* _WORK ITEM_
The expected answer comprises all lines from the entries that contain the string "filename".

* _SOURCE MATERIAL_
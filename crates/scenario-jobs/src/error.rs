use thiserror::Error;

/// Errors that abort a scenario run entirely: either rejected at submit
/// time (`UnknownMetric`, not produced by this crate but kept here for
/// gateway-side matching) or fatal failures in a pipeline stage shared by
/// all three models. Per-model solver/render failures are *not* represented
/// here — those are caught inside the worker and recorded without aborting
/// the other models.
#[derive(Error, Debug)]
pub enum JobError {
    #[error("unknown demand metric '{0}'")]
    UnknownMetric(String),
    #[error(transparent)]
    Data(#[from] data_source::DataError),
    #[error(transparent)]
    Oracle(#[from] distance_oracle::OracleError),
    #[error("failed to prepare output directory: {0}")]
    Io(#[from] std::io::Error),
}

pub type Result<T> = std::result::Result<T, JobError>;
use thiserror::Error;

#[derive(Error, Debug)]
pub enum DataError {
    #[error("database connection failed: {0}")]
    Connection(#[source] sqlx::Error),

    #[error("query failed: {0}")]
    Query(#[source] sqlx::Error),

    #[error("no valid school records after cleaning")]
    NoValidRecords,
}

pub type Result<T> = std::result::Result<T, DataError>;
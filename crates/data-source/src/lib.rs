//! Postgres-backed adapter that reads the approved-schools / demographics
//! join and hands back cleaned [`geo_core::SchoolRecord`]s.

mod config;
mod error;
mod repository;

pub use config::DbConfig;
pub use error::{DataError, Result};
pub use repository::SchoolsRepository;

* _SOLUTION FOR THIS PROBLEM_
filename crates/scenario-jobs/src/error.rs
filename crates/data-source/src/lib.rs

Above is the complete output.